Courtney Buuck, a kindergarten teacher at Avondale Meadows Academy, said she always wanted to be a teacher. She landed at the school directly after graduating from Ball State University, and won the top $40,000 bonus in the merit bonus program's second year. Credit: (Amelia Pak-Harvey / Chalkbeat)

Courtney Buuck thought there was some kind of mistake.

When she learned that she received a $40,000 bonus payment on top of her base teacher’s salary last fall, she was in shock. Like other staff at United Schools of Indianapolis’ three charter schools, she was eligible for a bonus based on her year-end evaluation score.

She just didn’t think she’d come out on top.

“I am just really hard on myself as an educator,” said Buuck, who teaches kindergarten at the Avondale Meadows Academy K-4 school. “And then once the shock wore off, I was just really proud of myself.”

Buuck plans to save her bonus to help her purchase her first home.

Buuck’s bonus comes from the $12.5 million Vigilance in Teaching and Learning — or VITAL — Trust, which launched in 2024 and pledged to support performance-based bonuses for staff at the charter network for 25 years. In the first year of awards, she received nearly $16,000.

Now, another venture with essentially the same name is expanding merit bonuses to 11 more Indianapolis charter schools this year in an effort to attract and retain high-quality educators. In April, the philanthropic VITAL Foundation awarded roughly $1.3 million in its first round of grants for teacher bonuses at high-needs schools that could range from $1,000 to $10,000.

The two initiatives differ in a few respects, but both are a substantial investment in merit pay in Indianapolis, where dozens of charter schools and multiple school districts compete for educators. The federal government has promoted the concept over the years through billions of dollars given to states to create performance-based pay systems, which the Trump administration also embraces.

The big question: Will it work? Research suggests that it could, if implemented in certain ways. But other studies suggest that narrowly focused merit-pay systems don’t deliver particularly well. And there are concerns dating back years that merit pay in general has little effect on student performance.

VITAL Foundation head Kelly Herron understands that money alone can’t solve the educator shortage. Instead, she said, the grants are part of a broader system to retain teachers.

“You have to create a culture in which this can work,” said Herron, who studied each school’s culture prior to awarding grants through school visits, staff focus groups, and surveys. “You can’t go into a school that already has a broken culture, and think that this is the magic wand.”

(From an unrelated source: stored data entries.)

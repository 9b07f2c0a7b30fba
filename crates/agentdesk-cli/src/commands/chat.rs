//! `agentdesk chat` — Interactive requirement-definition chat.
//!
//! A REPL over the agent API's chat stream. Conversation history and the
//! current requirement state live in memory for the lifetime of the
//! process. Ctrl+C while a reply is streaming cancels that reply only.

use std::io::{self, BufRead, Write};

use agentdesk_core::chat::{
    ChatApi, ChatStreamEvent, JobCreationResponse, Message, RequirementState, READY_THRESHOLD,
};
use agentdesk_core::stream::StreamState;
use console::style;
use tokio_util::sync::CancellationToken;

/// One conversation: history, requirement state and the last created job.
pub struct ChatSession {
    conversation_id: String,
    history: Vec<Message>,
    requirements: RequirementState,
    job: Option<JobCreationResponse>,
}

/// What a finished turn produced.
#[derive(Debug, Clone, PartialEq)]
pub struct TurnOutcome {
    pub reply: String,
    pub state: StreamState,
    pub requirements_updated: bool,
}

impl ChatSession {
    pub fn new(conversation_id: Option<String>) -> Self {
        Self {
            conversation_id: conversation_id
                .unwrap_or_else(|| uuid::Uuid::new_v4().to_string()),
            history: Vec::new(),
            requirements: RequirementState::empty(),
            job: None,
        }
    }

    pub fn conversation_id(&self) -> &str {
        &self.conversation_id
    }

    pub fn history(&self) -> &[Message] {
        &self.history
    }

    pub fn requirements(&self) -> &RequirementState {
        &self.requirements
    }

    pub fn job(&self) -> Option<&JobCreationResponse> {
        self.job.as_ref()
    }

    /// Start over with a fresh conversation id.
    pub fn reset(&mut self) {
        *self = Self::new(None);
    }

    /// Send one user message and stream the reply.
    ///
    /// The user message enters the history immediately. The reply is
    /// recorded even when the stream was cancelled part-way; a failed
    /// stream records the error text as the assistant's message.
    pub async fn send<F>(
        &mut self,
        api: &ChatApi,
        user_message: &str,
        mut on_chunk: F,
        cancel: Option<&CancellationToken>,
    ) -> Result<TurnOutcome, String>
    where
        F: FnMut(&str),
    {
        let user_message = user_message.trim();
        if user_message.is_empty() {
            return Err("Message is empty".to_string());
        }

        let previous = self.history.clone();
        let current = self.requirements.clone();
        self.history.push(Message::user(user_message));

        let mut reply = String::new();
        let mut updated: Option<RequirementState> = None;

        let result = api
            .stream_requirement_definition(
                &self.conversation_id,
                user_message,
                &previous,
                &current,
                |event| match event {
                    ChatStreamEvent::Message { content } => {
                        on_chunk(&content);
                        reply.push_str(&content);
                    }
                    ChatStreamEvent::RequirementUpdate { requirements } => {
                        updated = Some(requirements);
                    }
                    ChatStreamEvent::Unknown => {}
                },
                cancel,
            )
            .await;

        let requirements_updated = updated.is_some();
        if let Some(requirements) = updated {
            self.requirements = requirements;
        }

        match result {
            Ok(summary) => {
                if !reply.is_empty() {
                    self.history.push(Message::assistant(reply.clone()));
                }
                Ok(TurnOutcome {
                    reply,
                    state: summary.state,
                    requirements_updated,
                })
            }
            Err(e) => {
                let message = e.to_string();
                tracing::warn!("[Chat] Stream failed: {}", message);
                self.history.push(Message::assistant(message.clone()));
                Err(message)
            }
        }
    }

    /// Create a job from the current requirements once they are ready.
    pub async fn submit_job(&mut self, api: &ChatApi) -> Result<JobCreationResponse, String> {
        if !self.requirements.is_ready() {
            return Err(format!(
                "Requirements are {:.0}% complete; {:.0}% is needed to create a job",
                self.requirements.completeness * 100.0,
                READY_THRESHOLD * 100.0
            ));
        }

        let job = api
            .create_job(&self.conversation_id, &self.requirements)
            .await
            .map_err(|e| e.to_string())?;

        self.history.push(Message::assistant(format!(
            "Job created: {} (job master {})",
            job.job_id, job.job_master_id
        )));
        self.job = Some(job.clone());
        Ok(job)
    }
}

fn print_requirements(requirements: &RequirementState) {
    let field = |value: &Option<String>| value.clone().unwrap_or_else(|| "-".to_string());
    println!("  data source:  {}", field(&requirements.data_source));
    println!("  process:      {}", field(&requirements.process_description));
    println!("  output:       {}", field(&requirements.output_format));
    println!("  schedule:     {}", field(&requirements.schedule));
    println!(
        "  completeness: {:.0}%{}",
        requirements.completeness * 100.0,
        if requirements.is_ready() { " (ready)" } else { "" }
    );
}

/// Run the interactive chat loop.
pub async fn run(api_base: &str, conversation_id: Option<String>) -> Result<(), String> {
    let api = ChatApi::new(api_base);
    let mut session = ChatSession::new(conversation_id);

    println!("{}", style("agentdesk chat").bold());
    println!("══════════════════════════════════════");
    println!("API: {}", api.api_base());
    println!("Conversation: {}", session.conversation_id());
    println!("══════════════════════════════════════");
    println!("Describe the job you want to automate. Type /quit to exit.");
    println!("Commands: /status, /job, /history, /new, /quit");
    println!();

    let stdin = io::stdin();
    loop {
        print!("{} ", style("you>").cyan().bold());
        io::stdout().flush().ok();

        let mut line = String::new();
        let read = stdin
            .lock()
            .read_line(&mut line)
            .map_err(|e| format!("Failed to read input: {}", e))?;
        if read == 0 {
            break;
        }
        let trimmed = line.trim();
        if trimmed.is_empty() {
            continue;
        }

        match trimmed {
            "/quit" | "/exit" | "/q" => {
                println!("Goodbye!");
                break;
            }
            "/status" => print_requirements(session.requirements()),
            "/history" => {
                for message in session.history() {
                    println!("[{:?}] {}", message.role, message.content);
                }
            }
            "/new" => {
                session.reset();
                println!("New conversation: {}", session.conversation_id());
            }
            "/job" => match session.submit_job(&api).await {
                Ok(job) => println!(
                    "{} job {} (master {}): {}",
                    style("✓").green(),
                    job.job_id,
                    job.job_master_id,
                    job.message
                ),
                Err(e) => println!("{} {}", style("✗").red(), e),
            },
            message => {
                let cancel = CancellationToken::new();
                let watcher = {
                    let cancel = cancel.clone();
                    tokio::spawn(async move {
                        if tokio::signal::ctrl_c().await.is_ok() {
                            cancel.cancel();
                        }
                    })
                };

                print!("{} ", style("agent>").green().bold());
                io::stdout().flush().ok();

                let outcome = session
                    .send(
                        &api,
                        message,
                        |chunk| {
                            print!("{}", chunk);
                            io::stdout().flush().ok();
                        },
                        Some(&cancel),
                    )
                    .await;
                watcher.abort();
                println!();

                match outcome {
                    Ok(turn) => {
                        if turn.state == StreamState::Cancelled {
                            println!("{}", style("(cancelled)").dim());
                        }
                        if turn.requirements_updated {
                            print_requirements(session.requirements());
                        }
                    }
                    Err(e) => println!("{} {}", style("✗").red(), e),
                }
            }
        }
    }

    Ok(())
}
//! Requirement-definition chat and job creation against the agent API.

use serde::{Deserialize, Serialize};
use serde_json::Value;
use tokio_util::sync::CancellationToken;

use crate::error::StreamError;
use crate::stream::{StreamClient, StreamSummary};

/// Completeness at which a requirement is ready to become a job.
pub const READY_THRESHOLD: f64 = 0.8;

pub const REQUIREMENT_PATH: &str = "/chat/requirement-definition";
pub const CREATE_JOB_PATH: &str = "/chat/create-job";

#[derive(Debug, Clone, Copy, PartialEq, Eq, Serialize, Deserialize)]
#[serde(rename_all = "lowercase")]
pub enum Role {
    User,
    Assistant,
}

#[derive(Debug, Clone, PartialEq, Serialize, Deserialize)]
pub struct Message {
    pub role: Role,
    pub content: String,
}

impl Message {
    pub fn user(content: impl Into<String>) -> Self {
        Self {
            role: Role::User,
            content: content.into(),
        }
    }

    pub fn assistant(content: impl Into<String>) -> Self {
        Self {
            role: Role::Assistant,
            content: content.into(),
        }
    }
}

#[derive(Debug, Clone, PartialEq, Default, Serialize, Deserialize)]
pub struct RequirementState {
    pub data_source: Option<String>,
    pub process_description: Option<String>,
    pub output_format: Option<String>,
    pub schedule: Option<String>,
    #[serde(default)]
    pub completeness: f64,
}

impl RequirementState {
    pub fn empty() -> Self {
        Self::default()
    }

    pub fn is_ready(&self) -> bool {
        self.completeness >= READY_THRESHOLD
    }
}

#[derive(Debug, Clone, Serialize)]
pub struct ChatContext {
    pub previous_messages: Vec<Message>,
    pub current_requirements: RequirementState,
}

#[derive(Debug, Clone, Serialize)]
pub struct ChatRequest {
    pub conversation_id: String,
    pub user_message: String,
    pub context: ChatContext,
}

/// Events on the requirement-definition stream.
#[derive(Debug, Clone, PartialEq, Deserialize)]
#[serde(try_from = "RawChatEvent")]
pub enum ChatStreamEvent {
    Message { content: String },
    RequirementUpdate { requirements: RequirementState },
    /// Any other event type, whatever its payload.
    Unknown,
}

#[derive(Deserialize)]
struct RawChatEvent {
    #[serde(rename = "type")]
    kind: String,
    #[serde(default)]
    data: Value,
}

#[derive(Deserialize)]
struct MessageData {
    content: String,
}

#[derive(Deserialize)]
struct RequirementUpdateData {
    requirements: RequirementState,
}

impl TryFrom<RawChatEvent> for ChatStreamEvent {
    type Error = serde_json::Error;

    fn try_from(raw: RawChatEvent) -> Result<Self, Self::Error> {
        match raw.kind.as_str() {
            "message" => {
                let data: MessageData = serde_json::from_value(raw.data)?;
                Ok(Self::Message {
                    content: data.content,
                })
            }
            "requirement_update" => {
                let data: RequirementUpdateData = serde_json::from_value(raw.data)?;
                Ok(Self::RequirementUpdate {
                    requirements: data.requirements,
                })
            }
            _ => Ok(Self::Unknown),
        }
    }
}

#[derive(Debug, Clone, Serialize)]
pub struct JobCreationRequest {
    pub conversation_id: String,
    pub requirements: RequirementState,
}

#[derive(Debug, Clone, PartialEq, Serialize, Deserialize)]
pub struct JobCreationResponse {
    pub job_id: String,
    pub job_master_id: String,
    pub status: String,
    pub message: String,
}

/// Client for the agent API's chat endpoints.
#[derive(Clone)]
pub struct ChatApi {
    client: StreamClient,
}

impl ChatApi {
    pub fn new(api_base: &str) -> Self {
        Self {
            client: StreamClient::new(api_base),
        }
    }

    pub fn api_base(&self) -> &str {
        self.client.base_url()
    }

    /// Stream one chat turn. `on_event` runs for each event in order;
    /// unknown event types are dropped.
    pub async fn stream_requirement_definition<F>(
        &self,
        conversation_id: &str,
        user_message: &str,
        previous_messages: &[Message],
        current_requirements: &RequirementState,
        mut on_event: F,
        cancel: Option<&CancellationToken>,
    ) -> Result<StreamSummary, StreamError>
    where
        F: FnMut(ChatStreamEvent),
    {
        let request = ChatRequest {
            conversation_id: conversation_id.to_string(),
            user_message: user_message.to_string(),
            context: ChatContext {
                previous_messages: previous_messages.to_vec(),
                current_requirements: current_requirements.clone(),
            },
        };

        self.client
            .stream_request(
                REQUIREMENT_PATH,
                &request,
                |event: ChatStreamEvent| {
                    if event != ChatStreamEvent::Unknown {
                        on_event(event);
                    }
                },
                cancel,
            )
            .await
    }

    pub async fn create_job(
        &self,
        conversation_id: &str,
        requirements: &RequirementState,
    ) -> Result<JobCreationResponse, StreamError> {
        let request = JobCreationRequest {
            conversation_id: conversation_id.to_string(),
            requirements: requirements.clone(),
        };

        match self.client.post_json(CREATE_JOB_PATH, &request).await {
            Err(StreamError::Http { status, status_text }) => Err(StreamError::Http {
                status,
                status_text: format!("Job creation failed: {}", status_text),
            }),
            other => other,
        }
    }
}
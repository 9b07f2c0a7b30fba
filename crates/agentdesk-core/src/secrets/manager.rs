//! Secrets manager — vault first, environment fallback, TTL cache in between.
//!
//! ```text
//! get_secret(key, project?)
//!   ├─ cache hit (fresh)           → value
//!   ├─ vault fetch ok              → write-through, value
//!   ├─ vault miss / unreachable    → fall through
//!   ├─ fallback configured         → value (never cached)
//!   └─ otherwise                   → SecretError::NotFound
//! ```
//!
//! Fallback values are never cached.

use std::collections::BTreeMap;
use std::sync::Arc;

use tokio::sync::OnceCell;

use super::cache::SecretCache;
use super::store::{SecretStore, VaultClient};
use crate::config::{SecretFallbacks, SecretsConfig, DEFAULT_PROJECT_NAME};
use crate::error::SecretError;

pub struct SecretsManager {
    /// `None` when the vault integration is disabled.
    store: Option<Arc<dyn SecretStore>>,
    cache: SecretCache,
    fallbacks: SecretFallbacks,
    configured_project: Option<String>,
    resolved_project: OnceCell<String>,
}

impl SecretsManager {
    /// Build from configuration. A vault client that cannot be constructed
    /// disables vault mode instead of failing startup.
    pub fn from_config(config: &SecretsConfig) -> Self {
        let store: Option<Arc<dyn SecretStore>> = if config.vault_enabled {
            match VaultClient::new(
                &config.vault_base_url,
                &config.service_name,
                &config.service_token,
            ) {
                Ok(client) => {
                    tracing::info!("[Secrets] MyVault client initialized: {}", client.base_url());
                    Some(Arc::new(client))
                }
                Err(e) => {
                    tracing::error!("[Secrets] Failed to initialize MyVault client: {}", e);
                    None
                }
            }
        } else {
            tracing::info!("[Secrets] MyVault disabled, using environment fallbacks only");
            None
        };

        Self::with_store(store, config)
    }

    /// Build around an explicit store (or none, for disabled mode).
    pub fn with_store(store: Option<Arc<dyn SecretStore>>, config: &SecretsConfig) -> Self {
        Self {
            store,
            cache: SecretCache::new(config.cache_ttl),
            fallbacks: config.fallbacks.clone(),
            configured_project: config.default_project.clone(),
            resolved_project: OnceCell::new(),
        }
    }

    pub fn vault_enabled(&self) -> bool {
        self.store.is_some()
    }

    /// Resolve a secret for `project` (or the default project).
    pub async fn get_secret(
        &self,
        key: &str,
        project: Option<&str>,
    ) -> Result<String, SecretError> {
        if let Some(store) = &self.store {
            let project = self.effective_project(project).await;
            match self.fetch_from_vault(store.as_ref(), &project, key).await {
                Ok(value) => return Ok(value),
                Err(e) => {
                    tracing::warn!("[Secrets] MyVault retrieval failed for '{}': {}", key, e);
                }
            }
        }

        if let Some(value) = self.fallbacks.get(key) {
            tracing::info!("[Secrets] Secret '{}' retrieved from environment (fallback)", key);
            return Ok(value.to_string());
        }

        Err(SecretError::NotFound {
            key: key.to_string(),
        })
    }

    async fn fetch_from_vault(
        &self,
        store: &dyn SecretStore,
        project: &str,
        key: &str,
    ) -> Result<String, SecretError> {
        if let Some(value) = self.cache.get(project, key) {
            tracing::debug!("[Secrets] Cache hit for '{}' in project '{}'", key, project);
            return Ok(value);
        }

        let value = store.get_secret(project, key).await?;
        self.cache.insert(project, key, value.clone());
        tracing::info!("[Secrets] Secret '{}' retrieved from MyVault (project: {})", key, project);
        Ok(value)
    }

    /// All secrets of a project. Falls back to the environment map when the
    /// vault is disabled or the bulk fetch fails.
    pub async fn get_secrets_for_project(&self, project: Option<&str>) -> BTreeMap<String, String> {
        let Some(store) = &self.store else {
            return self.fallbacks.all();
        };

        let project = self.effective_project(project).await;
        match store.get_secrets(&project).await {
            Ok(secrets) => {
                self.cache.insert_all(&project, &secrets);
                secrets
            }
            Err(e) => {
                tracing::warn!(
                    "[Secrets] Failed to get secrets for '{}' from MyVault, using env vars: {}",
                    project,
                    e
                );
                self.fallbacks.all()
            }
        }
    }

    /// Invalidate one project's cached entries, or the whole cache.
    pub fn clear_cache(&self, project: Option<&str>) {
        self.cache.clear(project);
        match project {
            Some(project) => tracing::info!("[Secrets] Cache cleared for project: {}", project),
            None => tracing::info!("[Secrets] All cache cleared"),
        }
    }

    /// The project used when a caller does not name one: the configured
    /// default, else the vault's default project, else `default_project`.
    /// Only a successful vault lookup is memoised.
    pub async fn default_project(&self) -> String {
        if let Some(project) = &self.configured_project {
            return project.clone();
        }
        let Some(store) = &self.store else {
            return DEFAULT_PROJECT_NAME.to_string();
        };

        let resolved = self
            .resolved_project
            .get_or_try_init(|| store.get_default_project())
            .await;
        match resolved {
            Ok(name) => name.clone(),
            Err(e) => {
                tracing::warn!("[Secrets] Could not resolve default project from MyVault: {}", e);
                DEFAULT_PROJECT_NAME.to_string()
            }
        }
    }

    async fn effective_project(&self, project: Option<&str>) -> String {
        match project.filter(|p| !p.is_empty()) {
            Some(project) => project.to_string(),
            None => self.default_project().await,
        }
    }
}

Merit pay hopes to address charter hiring challenge

Roughly 15 years ago, President Barack Obama’s Race to the Top initiative incentivized states to adopt merit-based pay structures.

But today, state law does not tie teacher pay directly to student performance. Instead, school districts can bargain differentiated pay based on a teacher’s evaluation. The state Teacher Appreciation Grant also gives money to up to 20% of a district or charter school’s teachers using specific performance criteria.

Charters and district-run schools can face different challenges when it comes to hiring and keeping teachers. Starting salaries can vary based on the schools. And charters don’t have to adhere to collective bargaining.

In the hiring game, charters may have the upper hand in at least one key respect. Charters received nearly twice as many applicants per opening as traditional school districts, according to a 2025 paper from the Center for Analysis of Longitudinal Data in Educational Research, or CALDER. The center analyzed teacher applications for 43 districts and charter school organizations nationwide using the Nimble application platform — a common hiring tool in Indiana.

But charter leaders can also have distinct hiring challenges that Herron, a former executive director of the United Schools of Indianapolis network, has experienced firsthand.

Some may struggle to keep up with the competitive base pay of nearby districts, she said. Others may have longer hours than traditional district-run schools or lack traditional districts’ name recognition.

The VITAL Trust bonuses, entering its third year, is based on a staff member’s numerical evaluation rating. The top 30% of performers receive an award that is weighted based on their score. In the program’s first two years, awards have averaged $10,000, with the top performer earning the $40,000 maximum. All staff members, not just teachers, are eligible for an award.

The new VITAL Foundation grant operates a bit differently.

Charters were awarded $3,000 per certified teaching position, and can only give bonuses to teachers designated as effective under the school’s performance system. How much each teacher receives also depends on their exact numerical evaluation score.

Schools that applied for the grants provided the foundation with their performance rubrics, which may rate teachers on academic outcomes along with other measures.

Neither the VITAL Foundation nor the VITAL Trust discloses its donors.

At Enlace Academy — which was a pilot school for the VITAL Trust that received $5,000 per certified teaching position — 40% of teacher evaluations is based on student academic outcomes. The rest is based on school-wide goals such as staff attendance and professional practice measures, such as response to feedback from teaching coaches.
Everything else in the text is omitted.